::: Exercise data

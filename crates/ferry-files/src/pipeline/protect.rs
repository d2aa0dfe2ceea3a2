//! Protect: original file to staged artifact.

use super::{PartFile, PipelineConfig, PipelineError, PipelineState, StageToggles, StateMachine};
use crate::checksum::{ChecksumAccumulator, ChecksumKey, HashingWriter};
use crate::chunker::FileChunker;
use crate::compress::{StreamCompressor, ZSTD, compression_ratio, sniff_file};
use crate::record::{TransferRecord, TransferRecordBuilder};
use crate::walk::{FileUnit, safe_relative};
use ferry_crypto::aead::SegmentWriter;
use ferry_crypto::{EncryptionMethod, EphemeralKeyExchange, PassphraseProvider};
use std::fs::{self, File};
use std::io::{self, BufWriter, Read, Write};
use std::path::{Path, PathBuf};
use std::sync::Arc;
use std::sync::atomic::{AtomicBool, Ordering};
use tracing::{debug, info, warn};

type FileWriter = BufWriter<File>;

/// Where transformed bytes go.
enum Sink {
    Plain(FileWriter),
    Sealed(SegmentWriter<HashingWriter<FileWriter>>),
}

impl Sink {
    fn write(&mut self, bytes: &[u8]) -> Result<(), PipelineError> {
        match self {
            Sink::Plain(writer) => Ok(writer.write_all(bytes)?),
            Sink::Sealed(writer) => writer.update(bytes).map_err(PipelineError::from_sealing),
        }
    }

    /// Seal the final segment, if any, and return the file writer together
    /// with the artifact accumulator.
    fn finish(self) -> Result<(FileWriter, Option<ChecksumAccumulator>), PipelineError> {
        match self {
            Sink::Plain(writer) => Ok((writer, None)),
            Sink::Sealed(writer) => {
                let (file, acc) = writer
                    .finish()
                    .map_err(PipelineError::from_sealing)?
                    .into_parts();
                Ok((file, Some(acc)))
            }
        }
    }
}

/// Protect pipeline shared by every upload worker of a run.
pub struct ProtectPipeline {
    config: PipelineConfig,
    toggles: StageToggles,
    checksum_key: ChecksumKey,
    recipient_public: Option<[u8; 32]>,
    passphrase: Option<Arc<dyn PassphraseProvider>>,
    key_dir: Option<PathBuf>,
}

impl ProtectPipeline {
    /// Create a pipeline. Encryption additionally needs
    /// [`with_recipient`](Self::with_recipient).
    #[must_use]
    pub fn new(config: PipelineConfig, toggles: StageToggles, checksum_key: ChecksumKey) -> Self {
        Self {
            config,
            toggles,
            checksum_key,
            recipient_public: None,
            passphrase: None,
            key_dir: None,
        }
    }

    /// Set the recipient public key and the passphrase used to seal each
    /// file's ephemeral private key.
    #[must_use]
    pub fn with_recipient(
        mut self,
        recipient_public: [u8; 32],
        passphrase: Arc<dyn PassphraseProvider>,
    ) -> Self {
        self.recipient_public = Some(recipient_public);
        self.passphrase = Some(passphrase);
        self
    }

    /// Keep each file's passphrase-sealed ephemeral private key as
    /// `<dir>/<remote name>.key` next to the artifact.
    #[must_use]
    pub fn with_key_dir(mut self, dir: impl Into<PathBuf>) -> Self {
        self.key_dir = Some(dir.into());
        self
    }

    /// Requested stage toggles.
    #[must_use]
    pub fn toggles(&self) -> StageToggles {
        self.toggles
    }

    /// Transform `unit` into an artifact at `output`.
    ///
    /// `cancel` is polled between chunks. On any failure the partial output
    /// is removed and nothing exists at `output`. With a key directory set,
    /// an encrypted artifact is only committed together with its sealed key
    /// file.
    ///
    /// # Errors
    ///
    /// - `MissingKey` if encryption is enabled without recipient material
    /// - `KeyExchange` if keypair generation or key agreement fails
    /// - `Cancelled` if `cancel` was set
    /// - `Io`, `Encryption`, `CompressionFormat` on stage failures
    pub fn protect(
        &self,
        unit: &FileUnit,
        output: &Path,
        cancel: &AtomicBool,
    ) -> Result<TransferRecord, PipelineError> {
        let source = File::open(unit.local_path())?;
        self.protect_from(unit, source, output, cancel)
    }

    fn protect_from<R: Read>(
        &self,
        unit: &FileUnit,
        source: R,
        output: &Path,
        cancel: &AtomicBool,
    ) -> Result<TransferRecord, PipelineError> {
        let toggles = self.effective_toggles(unit)?;
        let mut machine = StateMachine::new(unit.logical_name(), toggles);

        match self.run(unit, source, output, toggles, cancel, &mut machine) {
            Ok(record) => Ok(record),
            Err(e) => {
                machine.fail();
                if matches!(e, PipelineError::Cancelled) {
                    warn!("{}: cancelled", unit.logical_name());
                }
                Err(e)
            }
        }
    }

    fn effective_toggles(&self, unit: &FileUnit) -> Result<StageToggles, PipelineError> {
        let mut toggles = self.toggles;
        if toggles.compress {
            if let Some(format) = sniff_file(unit.local_path())? {
                warn!(
                    "{} is already {format}-compressed, skipping compression",
                    unit.logical_name()
                );
                toggles.compress = false;
            }
        }
        Ok(toggles)
    }

    /// Open the output sink. For encrypted output this also returns the
    /// sealed ephemeral private key.
    fn open_sink(
        &self,
        writer: FileWriter,
        toggles: StageToggles,
    ) -> Result<(Sink, Option<Vec<u8>>), PipelineError> {
        if !toggles.encrypt {
            return Ok((Sink::Plain(writer), None));
        }

        let recipient = self
            .recipient_public
            .as_ref()
            .ok_or(PipelineError::MissingKey("recipient public key"))?;
        let provider = self
            .passphrase
            .as_ref()
            .ok_or(PipelineError::MissingKey("passphrase provider"))?;

        let keypair = EphemeralKeyExchange::generate(provider.as_ref(), &self.config.seal_params)
            .map_err(PipelineError::KeyExchange)?;
        let sealed_key = keypair.sealed_private_key().to_vec();
        let (session, header) = keypair
            .derive_session_key(recipient)
            .map_err(PipelineError::KeyExchange)?;

        let hashing = HashingWriter::new(writer, ChecksumAccumulator::new(&self.checksum_key));
        let sealed =
            SegmentWriter::new(hashing, &header, &session).map_err(PipelineError::from_sealing)?;
        Ok((Sink::Sealed(sealed), Some(sealed_key)))
    }

    /// Stage the sealed key file for `remote_name`. Nothing is written when
    /// no key directory is configured.
    fn stage_key(
        &self,
        remote_name: &str,
        sealed_key: Option<&[u8]>,
    ) -> Result<Option<(PartFile, PathBuf)>, PipelineError> {
        let (Some(dir), Some(blob)) = (self.key_dir.as_ref(), sealed_key) else {
            return Ok(None);
        };
        let relative = safe_relative(&format!("{remote_name}.key")).ok_or_else(|| {
            io::Error::new(
                io::ErrorKind::InvalidInput,
                format!("unsafe key file name for {remote_name}"),
            )
        })?;
        let path = dir.join(relative);
        let (part, mut file) = PartFile::create(&path)?;
        #[cfg(unix)]
        {
            use std::os::unix::fs::PermissionsExt;
            file.set_permissions(fs::Permissions::from_mode(0o600))?;
        }
        file.write_all(blob)?;
        file.sync_all()?;
        Ok(Some((part, path)))
    }

    fn run<R: Read>(
        &self,
        unit: &FileUnit,
        source: R,
        output: &Path,
        toggles: StageToggles,
        cancel: &AtomicBool,
        machine: &mut StateMachine<'_>,
    ) -> Result<TransferRecord, PipelineError> {
        if cancel.load(Ordering::Relaxed) {
            return Err(PipelineError::Cancelled);
        }

        let mut chunker = FileChunker::from_reader(source, self.config.chunk_size)?;
        let (part, file) = PartFile::create(output)?;
        let (mut sink, sealed_key) = self.open_sink(BufWriter::new(file), toggles)?;

        let mut original = ChecksumAccumulator::new(&self.checksum_key);
        let mut compressed = toggles
            .compress
            .then(|| ChecksumAccumulator::new(&self.checksum_key));
        let mut compressor = if toggles.compress {
            Some(
                StreamCompressor::new(self.config.compression_level)
                    .map_err(|e| PipelineError::CompressionFormat(e.to_string()))?,
            )
        } else {
            None
        };

        machine.advance();
        let mut buffer = Vec::with_capacity(self.config.chunk_size);
        loop {
            if cancel.load(Ordering::Relaxed) {
                return Err(PipelineError::Cancelled);
            }
            if chunker.read_chunk_into(&mut buffer)? == 0 {
                break;
            }
            original.update(&buffer)?;

            match compressor.as_mut() {
                Some(c) => {
                    let out = c
                        .compress_chunk(&buffer)
                        .map_err(|e| PipelineError::CompressionFormat(e.to_string()))?;
                    if let Some(acc) = compressed.as_mut() {
                        acc.update(&out)?;
                    }
                    sink.write(&out)?;
                }
                None => sink.write(&buffer)?,
            }
        }

        let mut record = TransferRecordBuilder::new(unit.remote_name());
        record.original(original.finalize()?, original.bytes_consumed());

        let mut sink = Some(sink);
        let mut finished = None;
        let mut encrypted = None;
        loop {
            match machine.advance() {
                PipelineState::Compress => {
                    if let Some(c) = compressor.take() {
                        let tail = c
                            .finish()
                            .map_err(|e| PipelineError::CompressionFormat(e.to_string()))?;
                        if let Some(acc) = compressed.as_mut() {
                            acc.update(&tail)?;
                        }
                        if let Some(s) = sink.as_mut() {
                            s.write(&tail)?;
                        }
                    }
                }
                PipelineState::HashCompressed => {
                    if let Some(acc) = compressed.as_mut() {
                        record.compressed(acc.finalize()?, ZSTD);
                    }
                }
                PipelineState::Encrypt => {
                    if let Some(s) = sink.take() {
                        let (writer, acc) = s.finish()?;
                        finished = Some(writer);
                        encrypted = acc;
                    }
                }
                PipelineState::HashEncrypted => {
                    let acc = encrypted
                        .as_mut()
                        .ok_or(PipelineError::Incomplete("artifact checksum"))?;
                    record.encrypted(
                        acc.finalize()?,
                        EncryptionMethod::X25519Blake3XChaCha20Poly1305.name(),
                    );
                }
                PipelineState::Done => break,
                state => debug!("{}: nothing to finish in {state:?}", unit.logical_name()),
            }
        }

        let writer = match (finished, sink) {
            (Some(writer), _) => writer,
            (None, Some(s)) => s.finish()?.0,
            (None, None) => return Err(PipelineError::Incomplete("output writer")),
        };
        let file = writer.into_inner().map_err(|e| e.into_error())?;
        file.sync_all()?;
        drop(file);

        let size_stored = part.len()?;
        let key_file = self.stage_key(unit.remote_name(), sealed_key.as_deref())?;
        part.commit(output)?;
        if let Some((key_part, key_path)) = key_file {
            if let Err(e) = key_part.commit(&key_path) {
                if let Err(rm) = fs::remove_file(output) {
                    warn!("Failed to remove {}: {rm}", output.display());
                }
                return Err(e.into());
            }
            debug!("Stored sealed key at {}", key_path.display());
        }

        let record = record
            .finish(output.to_path_buf(), size_stored)
            .ok_or(PipelineError::Incomplete("original checksum"))?;

        info!(
            "Protected {} ({} -> {} bytes, ratio {:.2})",
            unit.logical_name(),
            record.size_original(),
            size_stored,
            compression_ratio(record.size_original(), size_stored)
        );
        Ok(record)
    }
}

::::::

● What this task involves: The total is all that is wanted here: please count the lines of the material that contain the word "Incomplete".

● Answer section: 3